Post by Little waster » Fri May 22, 2020 8:37 am

lpm wrote:
Fri May 22, 2020 8:12 am
It's bollocks.

It assumes the lockdown began on the government mandated date of Monday 23 March, then calculates the difference if the lockdown had begun on Monday 16 March. Which is indeed about 30k - a very simple and obvious calculation: two doublings a week, so 4x higher a week later, so 3/4 fatalities due to one week delay.

But of course the UK lockdown began far earlier than the government mandated date of Monday 23 March. My last day in the office was 10 March, the Cheltenham races went ahead on 11-13 March to great controversy, football on Saturday 14 March was abandoned, public transport stats for London show a massive drop in the week beginning 16 March, keeping schools officially open that week looked silly as more and more parents kept their children home.

Without our actions, the government delay of 11 days would have killed around 200,000 extra people.

You can do it on a spreadsheet, but in the real world you can't just shift the maths forward by one week.

There is absolutely no doubt that voluntary action by us the people saved tens of thousands of lives, because we all acted many days earlier than the government demanded.
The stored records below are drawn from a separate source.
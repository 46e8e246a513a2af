//! Asset classification and route policy.
//!
//! Classification is stateless: recomputed per request from the URL path and
//! the Accept header, never persisted. The class-to-strategy mapping is
//! deployment configuration, not a fixed contract.

use serde::{Deserialize, Serialize};

use crate::strategy::StrategyKind;

/// Derived category of a request, used to select a caching strategy.
#[derive(Debug, Clone, Copy, PartialEq, Eq, Serialize, Deserialize)]
pub enum AssetClass {
    /// HTML pages and navigations.
    Navigation,
    /// Images under the configured prefix.
    Image,
    /// Stylesheets, scripts, fonts.
    StaticAsset,
    /// Everything else.
    Dynamic,
}

impl std::fmt::Display for AssetClass {
    fn fmt(&self, f: &mut std::fmt::Formatter<'_>) -> std::fmt::Result {
        match self {
            AssetClass::Navigation => write!(f, "navigation"),
            AssetClass::Image => write!(f, "image"),
            AssetClass::StaticAsset => write!(f, "static"),
            AssetClass::Dynamic => write!(f, "dynamic"),
        }
    }
}

/// Route policy: how requests are classified and which strategy each class
/// gets.
#[derive(Debug, Clone, Serialize, Deserialize)]
#[serde(default)]
pub struct RoutePolicy {
    /// Path prefix for the images directory.
    pub image_prefix: String,

    /// Extensions treated as static-immutable assets.
    pub static_extensions: Vec<String>,

    /// Strategy for HTML navigations.
    pub navigation: StrategyKind,

    /// Strategy for images.
    pub image: StrategyKind,

    /// Strategy for static assets.
    pub static_asset: StrategyKind,

    /// Strategy for uncategorized requests.
    pub dynamic: StrategyKind,
}

impl Default for RoutePolicy {
    fn default() -> Self {
        Self {
            image_prefix: "/images/".to_string(),
            static_extensions: ["css", "js", "mjs", "woff", "woff2", "ttf", "otf"]
                .iter()
                .map(|s| s.to_string())
                .collect(),
            navigation: StrategyKind::NetworkFirst,
            image: StrategyKind::CacheFirst,
            static_asset: StrategyKind::StaleWhileRevalidate,
            dynamic: StrategyKind::NetworkFirst,
        }
    }
}

impl RoutePolicy {
    /// Classify a request from its URL path and Accept header.
    pub fn classify(&self, path: &str, accept: Option<&str>) -> AssetClass {
        // Navigations advertise themselves in the Accept header.
        if accept.is_some_and(|a| a.contains("text/html")) {
            return AssetClass::Navigation;
        }

        if path.starts_with(&self.image_prefix) {
            return AssetClass::Image;
        }

        match path_extension(path) {
            Some(ext) if self.static_extensions.iter().any(|s| s.as_str() == ext) => {
                AssetClass::StaticAsset
            }
            Some("html") => AssetClass::Navigation,
            Some(_) => AssetClass::Dynamic,
            // "/" and extensionless paths are pages.
            None => AssetClass::Navigation,
        }
    }

    /// Strategy assigned to a class.
    pub fn strategy_for(&self, class: AssetClass) -> StrategyKind {
        match class {
            AssetClass::Navigation => self.navigation,
            AssetClass::Image => self.image,
            AssetClass::StaticAsset => self.static_asset,
            AssetClass::Dynamic => self.dynamic,
        }
    }
}

/// Extension of the final path segment. Returns None for "/", directory
/// paths, and extensionless segments.
fn path_extension(path: &str) -> Option<&str> {
    let segment = path.rsplit('/').next().unwrap_or("");
    match segment.rsplit_once('.') {
        Some((stem, ext)) if !stem.is_empty() && !ext.is_empty() => Some(ext),
        _ => None,
    }
}
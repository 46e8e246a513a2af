//! The cache worker dispatcher.
//!
//! Owns the store, the fetcher, the route policy, and the lifecycle phase;
//! hosts drive it with install/activate signals and offer it every outgoing
//! request. The worker answers with a response or declines, in which case the
//! host falls through to default fetching.

use std::sync::Arc;

use http::{HeaderValue, Method};
use sitekit_net::{Fetch, Request, Response};
use tokio::sync::{mpsc, RwLock};
use tracing::{debug, info, trace};
use url::Url;

use crate::classify::RoutePolicy;
use crate::lifecycle::{ClientRegistry, WorkerPhase};
use crate::precache::{self, GenerationName, PrecacheManifest, PrecacheReport};
use crate::store::CacheStore;
use crate::strategy;
use crate::SwError;

/// Worker configuration.
#[derive(Debug, Clone)]
pub struct WorkerConfig {
    /// Origin this worker serves; everything else is declined.
    pub origin: Url,

    /// Name prefix of the precache generation.
    pub precache_prefix: String,

    /// Name prefix of the runtime generation.
    pub runtime_prefix: String,

    /// Route policy.
    pub policy: RoutePolicy,
}

impl WorkerConfig {
    /// Configuration for an origin with default prefixes and policy.
    pub fn new(origin: Url) -> Self {
        Self {
            origin,
            precache_prefix: "precache".to_string(),
            runtime_prefix: "runtime".to_string(),
            policy: RoutePolicy::default(),
        }
    }
}

/// An intercepted request offered to the worker.
#[derive(Debug, Clone)]
pub struct FetchEvent {
    /// Request URL.
    pub url: Url,

    /// Request method.
    pub method: Method,

    /// Accept header, if the page sent one.
    pub accept: Option<String>,

    /// Originating client, when known.
    pub client_id: Option<String>,
}

impl FetchEvent {
    /// A plain GET for a subresource.
    pub fn get(url: Url) -> Self {
        Self {
            url,
            method: Method::GET,
            accept: None,
            client_id: None,
        }
    }

    /// A navigation request (Accept: text/html).
    pub fn navigation(url: Url) -> Self {
        Self::get(url).with_accept("text/html,application/xhtml+xml")
    }

    /// Set the Accept header.
    pub fn with_accept(mut self, accept: &str) -> Self {
        self.accept = Some(accept.to_string());
        self
    }

    /// Set the originating client.
    pub fn with_client(mut self, client_id: &str) -> Self {
        self.client_id = Some(client_id.to_string());
        self
    }
}

/// Lifecycle notifications for hosts and tests.
#[derive(Debug, Clone)]
pub enum WorkerEvent {
    /// Phase changed.
    PhaseChange { phase: WorkerPhase },

    /// Precache population finished (possibly partially).
    PrecacheComplete { ok: usize, failed: usize },

    /// Activation sweep removed stale generations.
    GenerationsSwept { deleted: Vec<String> },

    /// A page changed controller.
    ControllerChange { client_id: String },
}

/// The caching worker.
pub struct CacheWorker {
    config: WorkerConfig,
    manifest: PrecacheManifest,
    precache_generation: GenerationName,
    runtime_generation: GenerationName,
    store: Arc<dyn CacheStore>,
    fetcher: Arc<dyn Fetch>,
    phase: RwLock<WorkerPhase>,
    clients: RwLock<ClientRegistry>,
    event_tx: mpsc::UnboundedSender<WorkerEvent>,
}

impl CacheWorker {
    /// Create a worker plus the receiving end of its event stream.
    pub fn new(
        config: WorkerConfig,
        manifest: PrecacheManifest,
        store: Arc<dyn CacheStore>,
        fetcher: Arc<dyn Fetch>,
    ) -> (Self, mpsc::UnboundedReceiver<WorkerEvent>) {
        let (event_tx, event_rx) = mpsc::unbounded_channel();
        let precache_generation = GenerationName::new(&config.precache_prefix, manifest.version);
        let runtime_generation = GenerationName::new(&config.runtime_prefix, manifest.version);

        (
            Self {
                config,
                manifest,
                precache_generation,
                runtime_generation,
                store,
                fetcher,
                phase: RwLock::new(WorkerPhase::Idle),
                clients: RwLock::new(ClientRegistry::new()),
                event_tx,
            },
            event_rx,
        )
    }

    /// Current phase.
    pub async fn phase(&self) -> WorkerPhase {
        *self.phase.read().await
    }

    /// Name of the current precache generation.
    pub fn precache_generation(&self) -> &GenerationName {
        &self.precache_generation
    }

    /// Name of the current runtime generation.
    pub fn runtime_generation(&self) -> &GenerationName {
        &self.runtime_generation
    }

    /// Register an open page.
    pub async fn add_client(&self, id: &str, url: Url) {
        self.clients.write().await.add(id, url);
    }

    /// Remove a closed page.
    pub async fn remove_client(&self, id: &str) {
        self.clients.write().await.remove(id);
    }

    /// Number of pages this worker controls.
    pub async fn controlled_clients(&self) -> usize {
        self.clients.read().await.controlled_count()
    }

    /// Install: populate the precache generation from the manifest.
    ///
    /// Per-asset failures are tolerated; the report says how the pass went.
    /// On return the worker is ready for immediate activation, it never waits
    /// for already-open pages to close.
    pub async fn install(&self) -> Result<PrecacheReport, SwError> {
        self.transition(WorkerPhase::Idle, WorkerPhase::Installing)
            .await?;
        info!(generation = %self.precache_generation, assets = self.manifest.assets.len(), "installing");

        let report = precache::populate(
            &self.store,
            &self.fetcher,
            &self.config.origin,
            &self.precache_generation,
            &self.manifest.assets,
        )
        .await;

        self.emit(WorkerEvent::PrecacheComplete {
            ok: report.ok,
            failed: report.failed,
        });
        self.set_phase(WorkerPhase::Idle).await;
        Ok(report)
    }

    /// Activate: sweep stale generations and take over open pages.
    ///
    /// Returns the names of the generations that were deleted.
    pub async fn activate(&self) -> Result<Vec<String>, SwError> {
        self.transition(WorkerPhase::Idle, WorkerPhase::Activating)
            .await?;

        let keep = [
            self.precache_generation.to_string(),
            self.runtime_generation.to_string(),
        ];

        let mut deleted = Vec::new();
        for name in self.store.list_generations().await {
            if !keep.contains(&name) && self.store.delete_generation(&name).await {
                debug!(generation = %name, "swept stale generation");
                deleted.push(name);
            }
        }
        self.emit(WorkerEvent::GenerationsSwept {
            deleted: deleted.clone(),
        });

        let claimed = self.clients.write().await.claim();
        for client_id in claimed {
            self.emit(WorkerEvent::ControllerChange { client_id });
        }

        self.set_phase(WorkerPhase::Active).await;
        info!(generation = %self.precache_generation, swept = deleted.len(), "activated");
        Ok(deleted)
    }

    /// Offer an intercepted request to the worker.
    ///
    /// Returns None to decline: cross-origin and non-GET requests, and any
    /// request arriving before the worker is active, fall through to the
    /// host's default fetching.
    pub async fn handle_fetch(&self, event: FetchEvent) -> Option<Response> {
        if !self.phase.read().await.can_handle_fetch() {
            trace!(url = %event.url, "declined: worker not active");
            return None;
        }
        if event.method != Method::GET {
            trace!(url = %event.url, method = %event.method, "declined: non-GET");
            return None;
        }
        if event.url.origin() != self.config.origin.origin() {
            trace!(url = %event.url, "declined: cross-origin");
            return None;
        }

        let class = self
            .config
            .policy
            .classify(event.url.path(), event.accept.as_deref());
        let kind = self.config.policy.strategy_for(class);
        debug!(url = %event.url, class = %class, strategy = %kind, "handling fetch");

        let mut request = Request::get(event.url);
        if let Some(accept) = event.accept.as_deref() {
            if let Ok(value) = HeaderValue::try_from(accept) {
                request = request.header(http::header::ACCEPT, value);
            }
        }

        let runtime = self.runtime_generation.to_string();
        Some(strategy::execute(kind, &self.store, &self.fetcher, &runtime, request).await)
    }

    async fn transition(&self, from: WorkerPhase, to: WorkerPhase) -> Result<(), SwError> {
        let mut phase = self.phase.write().await;
        if *phase != from {
            return Err(SwError::State(format!(
                "expected phase {}, currently {}",
                from, *phase
            )));
        }
        *phase = to;
        drop(phase);
        self.emit(WorkerEvent::PhaseChange { phase: to });
        Ok(())
    }

    async fn set_phase(&self, to: WorkerPhase) {
        *self.phase.write().await = to;
        self.emit(WorkerEvent::PhaseChange { phase: to });
    }

    fn emit(&self, event: WorkerEvent) {
        let _ = self.event_tx.send(event);
    }
}
/// Render a byte count for humans ("1.5 MB", "312 B").
pub fn human_size(bytes: u64) -> String {
    const UNITS: &[&str] = &["B", "KB", "MB", "GB", "TB"];

    let mut value = bytes as f64;
    let mut unit = 0;
    while value >= 1024.0 && unit < UNITS.len() - 1 {
        value /= 1024.0;
        unit += 1;
    }

    if unit == 0 {
        format!("{} {}", bytes, UNITS[unit])
    } else {
        format!("{:.1} {}", value, UNITS[unit])
    }
}

#[cfg(test)]
mod tests {
    use super::*;

    #[test]
    fn human_size_bytes() {
        assert_eq!(human_size(0), "0 B");
        assert_eq!(human_size(312), "312 B");
    }

    #[test]
    fn human_size_scales() {
        assert_eq!(human_size(1024), "1.0 KB");
        assert_eq!(human_size(1536), "1.5 KB");
        assert_eq!(human_size(5 * 1024 * 1024), "5.0 MB");
    }

    #[test]
    fn human_size_caps_at_largest_unit() {
        assert_eq!(human_size(u64::MAX), "16777216.0 TB");
    }
}

/// Initialize tracing for CLI binaries.
pub fn init_tracing() {
    tracing_subscriber::fmt()
        .with_env_filter(
            tracing_subscriber::EnvFilter::try_from_default_env()
                .unwrap_or_else(|_| tracing_subscriber::EnvFilter::new("info")),
        )
        .init();
}
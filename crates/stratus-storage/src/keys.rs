//! Shared key validation for storage backends.
//!
//! Keys are generated by `stratus_core::blob_key`, but backends also accept
//! caller-supplied keys, so every operation validates its key first. The
//! rules here keep keys usable as both object names and relative paths.

use crate::traits::{StorageError, StorageResult};

/// Validate a storage key (or key prefix).
///
/// Rejects empty keys, absolute paths, `..` segments, and NUL bytes.
pub(crate) fn validate(key: &str) -> StorageResult<()> {
    if key.is_empty() {
        return Err(StorageError::InvalidKey("empty key".to_string()));
    }
    if key.starts_with('/') {
        return Err(StorageError::InvalidKey(format!(
            "key must be relative: {}",
            key
        )));
    }
    if key.split('/').any(|segment| segment == "..") {
        return Err(StorageError::InvalidKey(format!(
            "key contains '..' segment: {}",
            key
        )));
    }
    if key.contains('\0') {
        return Err(StorageError::InvalidKey("key contains NUL".to_string()));
    }
    Ok(())
}

#[cfg(test)]
mod tests {
    use super::*;

    #[test]
    fn accepts_token_keys() {
        assert!(validate("0mgut9l2mkd0zachp8wvzi1jr").is_ok());
        assert!(validate("0mgut9l2mkd0zachp8wvzi1jr/report.pdf").is_ok());
    }

    #[test]
    fn rejects_empty_and_absolute() {
        assert!(matches!(validate(""), Err(StorageError::InvalidKey(_))));
        assert!(matches!(
            validate("/etc/passwd"),
            Err(StorageError::InvalidKey(_))
        ));
    }

    #[test]
    fn rejects_traversal() {
        assert!(matches!(
            validate("../secrets"),
            Err(StorageError::InvalidKey(_))
        ));
        assert!(matches!(
            validate("a/../b"),
            Err(StorageError::InvalidKey(_))
        ));
        // ".." as a filename substring is fine
        assert!(validate("a/..b").is_ok());
        assert!(validate("a..b").is_ok());
    }
}
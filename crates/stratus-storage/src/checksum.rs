//! Upload integrity checks.
//!
//! Checksums cross the wire as base64-encoded MD5 digests. Verification
//! happens before the backend write, so a mismatch never leaves a partial
//! object behind.

use base64::engine::general_purpose::STANDARD;
use base64::Engine as _;

use crate::traits::{StorageError, StorageResult};

/// Base64-encoded MD5 digest of `data`.
pub fn base64_md5(data: &[u8]) -> String {
    STANDARD.encode(md5::compute(data).0)
}

/// Verify `data` against an expected base64 MD5 checksum.
pub(crate) fn verify(key: &str, data: &[u8], expected: &str) -> StorageResult<()> {
    let actual = base64_md5(data);
    if actual != expected {
        return Err(StorageError::IntegrityCheckFailed {
            key: key.to_string(),
            expected: expected.to_string(),
            actual,
        });
    }
    Ok(())
}
use std::collections::HashMap;
use std::ops::Range;
use std::pin::Pin;
use std::time::Duration;

use async_trait::async_trait;
use bytes::Bytes;
use chrono::Utc;
use futures::Stream;
use futures::StreamExt;
use opendal::{services, ErrorKind, Operator};
use percent_encoding::{utf8_percent_encode, AsciiSet, NON_ALPHANUMERIC};
use tokio::io::{AsyncRead, AsyncReadExt};

use crate::checksum;
use crate::keys;
use crate::traits::{PresignedUpload, Storage, StorageError, StorageResult, UrlOptions};
use crate::StorageBackend;

/// Escape set for object keys in public URLs: everything outside
/// unreserved characters, except the `/` separating key segments.
const KEY_PATH_ESCAPE: &AsciiSet = &NON_ALPHANUMERIC
    .remove(b'/')
    .remove(b'-')
    .remove(b'.')
    .remove(b'_')
    .remove(b'~');

/// Alibaba Cloud OSS storage implementation
///
/// A single `Operator` is built at construction and shared by every
/// operation. OSS cannot attach a `Content-Disposition` to public or
/// presigned URLs, so `supports_serving_disposition` answers `false` and
/// download filenames are carried by the key layout instead.
#[derive(Clone)]
pub struct OssStorage {
    op: Operator,
    bucket: String,
    endpoint: String,
    public: bool,
}

impl OssStorage {
    /// Create a new OssStorage instance
    ///
    /// # Arguments
    /// * `bucket` - OSS bucket name
    /// * `endpoint` - Region endpoint (e.g., "https://oss-cn-hangzhou.aliyuncs.com")
    /// * `access_key_id` / `access_key_secret` - RAM credentials
    /// * `public` - Whether bucket objects are world-readable
    pub fn new(
        bucket: String,
        endpoint: String,
        access_key_id: String,
        access_key_secret: String,
        public: bool,
    ) -> StorageResult<Self> {
        let builder = services::Oss::default()
            .bucket(&bucket)
            .endpoint(&endpoint)
            .access_key_id(&access_key_id)
            .access_key_secret(&access_key_secret);

        let op = Operator::new(builder)
            .map_err(|e| StorageError::ConfigError(e.to_string()))?
            .finish();

        Ok(OssStorage {
            op,
            bucket,
            endpoint,
            public,
        })
    }

    /// Public URL for an object: `{scheme}://{bucket}.{endpoint-host}/{key}`
    fn public_url(&self, key: &str) -> String {
        let (scheme, host) = match self.endpoint.split_once("://") {
            Some((scheme, host)) => (scheme, host),
            None => ("https", self.endpoint.as_str()),
        };
        format!(
            "{}://{}.{}/{}",
            scheme,
            self.bucket,
            host.trim_end_matches('/'),
            utf8_percent_encode(key, KEY_PATH_ESCAPE)
        )
    }
}

#[async_trait]
impl Storage for OssStorage {
    async fn upload(
        &self,
        key: &str,
        content_type: &str,
        data: Vec<u8>,
        checksum: Option<&str>,
    ) -> StorageResult<()> {
        keys::validate(key)?;

        // Verified before the write so a mismatch never stores anything.
        if let Some(expected) = checksum {
            checksum::verify(key, &data, expected)?;
        }

        let size = data.len() as u64;
        let start = std::time::Instant::now();

        let result = self.op.write_with(key, data).content_type(content_type).await;

        result.map_err(|e| {
            tracing::error!(
                error = %e,
                bucket = %self.bucket,
                key = %key,
                size_bytes = size,
                duration_ms = start.elapsed().as_secs_f64() * 1000.0,
                "OSS upload failed"
            );
            StorageError::UploadFailed(e.to_string())
        })?;

        tracing::info!(
            bucket = %self.bucket,
            key = %key,
            size_bytes = size,
            duration_ms = start.elapsed().as_secs_f64() * 1000.0,
            "OSS upload successful"
        );

        Ok(())
    }

    async fn upload_stream(
        &self,
        key: &str,
        content_type: &str,
        _content_length: Option<u64>,
        mut reader: Pin<Box<dyn AsyncRead + Send + Unpin>>,
    ) -> StorageResult<()> {
        keys::validate(key)?;
        let start = std::time::Instant::now();

        let mut writer = self
            .op
            .writer_with(key)
            .content_type(content_type)
            .await
            .map_err(|e| StorageError::UploadFailed(e.to_string()))?;

        let mut size: u64 = 0;
        let mut buf = vec![0u8; 8192];
        loop {
            let bytes_read = reader.read(&mut buf).await.map_err(|e| {
                StorageError::UploadFailed(format!("Failed to read from stream: {}", e))
            })?;
            if bytes_read == 0 {
                break;
            }
            size += bytes_read as u64;
            writer
                .write(Bytes::copy_from_slice(&buf[..bytes_read]))
                .await
                .map_err(|e| {
                    tracing::error!(
                        error = %e,
                        bucket = %self.bucket,
                        key = %key,
                        size_bytes = size,
                        "OSS stream upload failed"
                    );
                    StorageError::UploadFailed(e.to_string())
                })?;
        }

        writer
            .close()
            .await
            .map_err(|e| StorageError::UploadFailed(e.to_string()))?;

        tracing::info!(
            bucket = %self.bucket,
            key = %key,
            size_bytes = size,
            duration_ms = start.elapsed().as_secs_f64() * 1000.0,
            "OSS stream upload successful"
        );

        Ok(())
    }

    async fn download(&self, key: &str) -> StorageResult<Vec<u8>> {
        keys::validate(key)?;
        let start = std::time::Instant::now();

        let result = self.op.read(key).await;

        let buffer = result.map_err(|e| match e.kind() {
            ErrorKind::NotFound => StorageError::NotFound(key.to_string()),
            _ => {
                tracing::error!(
                    error = %e,
                    bucket = %self.bucket,
                    key = %key,
                    duration_ms = start.elapsed().as_secs_f64() * 1000.0,
                    "OSS download failed"
                );
                StorageError::DownloadFailed(e.to_string())
            }
        })?;

        let data = buffer.to_vec();

        tracing::info!(
            bucket = %self.bucket,
            key = %key,
            size_bytes = data.len() as u64,
            duration_ms = start.elapsed().as_secs_f64() * 1000.0,
            "OSS download successful"
        );

        Ok(data)
    }

    async fn download_stream(
        &self,
        key: &str,
    ) -> StorageResult<Pin<Box<dyn Stream<Item = Result<Bytes, StorageError>> + Send>>> {
        keys::validate(key)?;
        let start = std::time::Instant::now();

        let meta = self.op.stat(key).await.map_err(|e| match e.kind() {
            ErrorKind::NotFound => StorageError::NotFound(key.to_string()),
            _ => StorageError::DownloadFailed(e.to_string()),
        })?;

        let reader = self
            .op
            .reader(key)
            .await
            .map_err(|e| StorageError::DownloadFailed(e.to_string()))?;

        let stream = reader
            .into_bytes_stream(0..meta.content_length())
            .await
            .map_err(|e| StorageError::DownloadFailed(e.to_string()))?;

        let bucket = self.bucket.clone();
        let key = key.to_string();

        let stream = stream.map(move |res| match res {
            Ok(bytes) => Ok(bytes),
            Err(e) => {
                tracing::error!(
                    bucket = %bucket,
                    key = %key,
                    duration_ms = start.elapsed().as_secs_f64() * 1000.0,
                    "OSS stream download error"
                );
                Err(StorageError::DownloadFailed(e.to_string()))
            }
        });

        Ok(Box::pin(stream))
    }

    async fn download_range(&self, key: &str, range: Range<u64>) -> StorageResult<Vec<u8>> {
        keys::validate(key)?;

        let result = self.op.read_with(key).range(range).await;

        let buffer = result.map_err(|e| match e.kind() {
            ErrorKind::NotFound => StorageError::NotFound(key.to_string()),
            _ => StorageError::DownloadFailed(e.to_string()),
        })?;

        Ok(buffer.to_vec())
    }

    async fn delete(&self, key: &str) -> StorageResult<()> {
        keys::validate(key)?;
        let start = std::time::Instant::now();

        let result = self.op.delete(key).await;

        result.map_err(|e| {
            tracing::error!(
                error = %e,
                bucket = %self.bucket,
                key = %key,
                duration_ms = start.elapsed().as_secs_f64() * 1000.0,
                "OSS delete failed"
            );
            StorageError::DeleteFailed(e.to_string())
        })?;

        tracing::info!(
            bucket = %self.bucket,
            key = %key,
            duration_ms = start.elapsed().as_secs_f64() * 1000.0,
            "OSS delete successful"
        );

        Ok(())
    }

    async fn delete_prefixed(&self, prefix: &str) -> StorageResult<()> {
        keys::validate(prefix)?;
        let start = std::time::Instant::now();

        let result = self.op.remove_all(prefix).await;

        result.map_err(|e| {
            tracing::error!(
                error = %e,
                bucket = %self.bucket,
                prefix = %prefix,
                duration_ms = start.elapsed().as_secs_f64() * 1000.0,
                "OSS prefixed delete failed"
            );
            StorageError::DeleteFailed(e.to_string())
        })?;

        tracing::info!(
            bucket = %self.bucket,
            prefix = %prefix,
            duration_ms = start.elapsed().as_secs_f64() * 1000.0,
            "OSS prefixed delete successful"
        );

        Ok(())
    }

    async fn exists(&self, key: &str) -> StorageResult<bool> {
        keys::validate(key)?;
        match self.op.stat(key).await {
            Ok(_) => Ok(true),
            Err(e) if e.kind() == ErrorKind::NotFound => Ok(false),
            Err(e) => Err(StorageError::BackendError(e.to_string())),
        }
    }

    async fn content_length(&self, key: &str) -> StorageResult<u64> {
        keys::validate(key)?;
        let meta = self.op.stat(key).await.map_err(|e| match e.kind() {
            ErrorKind::NotFound => StorageError::NotFound(key.to_string()),
            _ => StorageError::BackendError(e.to_string()),
        })?;
        Ok(meta.content_length())
    }

    async fn url(&self, key: &str, opts: &UrlOptions) -> StorageResult<String> {
        keys::validate(key)?;

        // OSS URLs cannot carry a serving disposition; for attachment blobs
        // the filename already rides in the key layout.
        if self.public {
            return Ok(self.public_url(key));
        }

        let presigned = self
            .op
            .presign_read(key, opts.expires_in)
            .await
            .map_err(|e| match e.kind() {
                ErrorKind::Unsupported => StorageError::Unsupported("presigned URL"),
                _ => StorageError::BackendError(e.to_string()),
            })?;

        Ok(presigned.uri().to_string())
    }

    async fn presign_upload(
        &self,
        key: &str,
        content_type: &str,
        checksum: Option<&str>,
        expires_in: Duration,
    ) -> StorageResult<PresignedUpload> {
        keys::validate(key)?;

        let presigned = self
            .op
            .presign_write(key, expires_in)
            .await
            .map_err(|e| match e.kind() {
                ErrorKind::Unsupported => StorageError::Unsupported("presigned upload"),
                _ => StorageError::BackendError(e.to_string()),
            })?;

        let mut headers = HashMap::new();
        headers.insert("Content-Type".to_string(), content_type.to_string());
        if let Some(checksum) = checksum {
            headers.insert("Content-MD5".to_string(), checksum.to_string());
        }

        Ok(PresignedUpload {
            url: presigned.uri().to_string(),
            method: presigned.method().to_string(),
            headers,
            expires_at: Utc::now()
                + chrono::Duration::seconds(i64::try_from(expires_in.as_secs()).unwrap_or(i64::MAX)),
        })
    }

    fn supports_serving_disposition(&self) -> bool {
        false
    }

    fn backend_type(&self) -> StorageBackend {
        StorageBackend::Oss
    }
}

#[cfg(test)]
mod tests {
    use super::*;

    fn storage(public: bool) -> OssStorage {
        OssStorage::new(
            "attachments".to_string(),
            "https://oss-cn-hangzhou.aliyuncs.com".to_string(),
            "test-key-id".to_string(),
            "test-key-secret".to_string(),
            public,
        )
        .unwrap()
    }

    #[test]
    fn public_url_format() {
        let storage = storage(true);
        assert_eq!(
            storage.public_url("0mgut9l2mkd0zachp8wvzi1jr"),
            "https://attachments.oss-cn-hangzhou.aliyuncs.com/0mgut9l2mkd0zachp8wvzi1jr"
        );
    }

    #[test]
    fn public_url_escapes_filename_segment() {
        let storage = storage(true);
        assert_eq!(
            storage.public_url("tok/annual report.pdf"),
            "https://attachments.oss-cn-hangzhou.aliyuncs.com/tok/annual%20report.pdf"
        );
    }

    #[test]
    fn public_url_without_scheme_defaults_to_https() {
        let storage = OssStorage::new(
            "attachments".to_string(),
            "oss-cn-shanghai.aliyuncs.com".to_string(),
            "id".to_string(),
            "secret".to_string(),
            true,
        )
        .unwrap();
        assert_eq!(
            storage.public_url("k"),
            "https://attachments.oss-cn-shanghai.aliyuncs.com/k"
        );
    }

    #[tokio::test]
    async fn url_rejects_invalid_key() {
        let storage = storage(true);
        let result = storage.url("../escape", &UrlOptions::default()).await;
        assert!(matches!(result, Err(StorageError::InvalidKey(_))));
    }

    #[tokio::test]
    async fn upload_checksum_mismatch_fails_before_write() {
        let storage = storage(false);
        // Verification happens before any request is made, so dummy
        // credentials never come into play.
        let result = storage
            .upload(
                "tok/file.bin",
                "application/octet-stream",
                b"data".to_vec(),
                Some("bogus=="),
            )
            .await;
        assert!(matches!(
            result,
            Err(StorageError::IntegrityCheckFailed { .. })
        ));
    }

    #[test]
    fn capabilities() {
        let storage = storage(false);
        assert!(!storage.supports_serving_disposition());
        assert_eq!(storage.backend_type(), StorageBackend::Oss);
    }
}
The scandal here isn't that the govt cost 30,000 lives, it's that the govt abdicated their duties and left it to the people to take leadership.

And yet the official narrative remains that the government were guided by the very best scientific advice and most up-to-date information and that the early hours of Friday 20th March was the very earliest time that the need for a serious lockdown became apparent (do NOT look at Scotland!).

Meanwhile the man on the Clapham omnibus correctly read the writing on the wall 2 weeks earlier.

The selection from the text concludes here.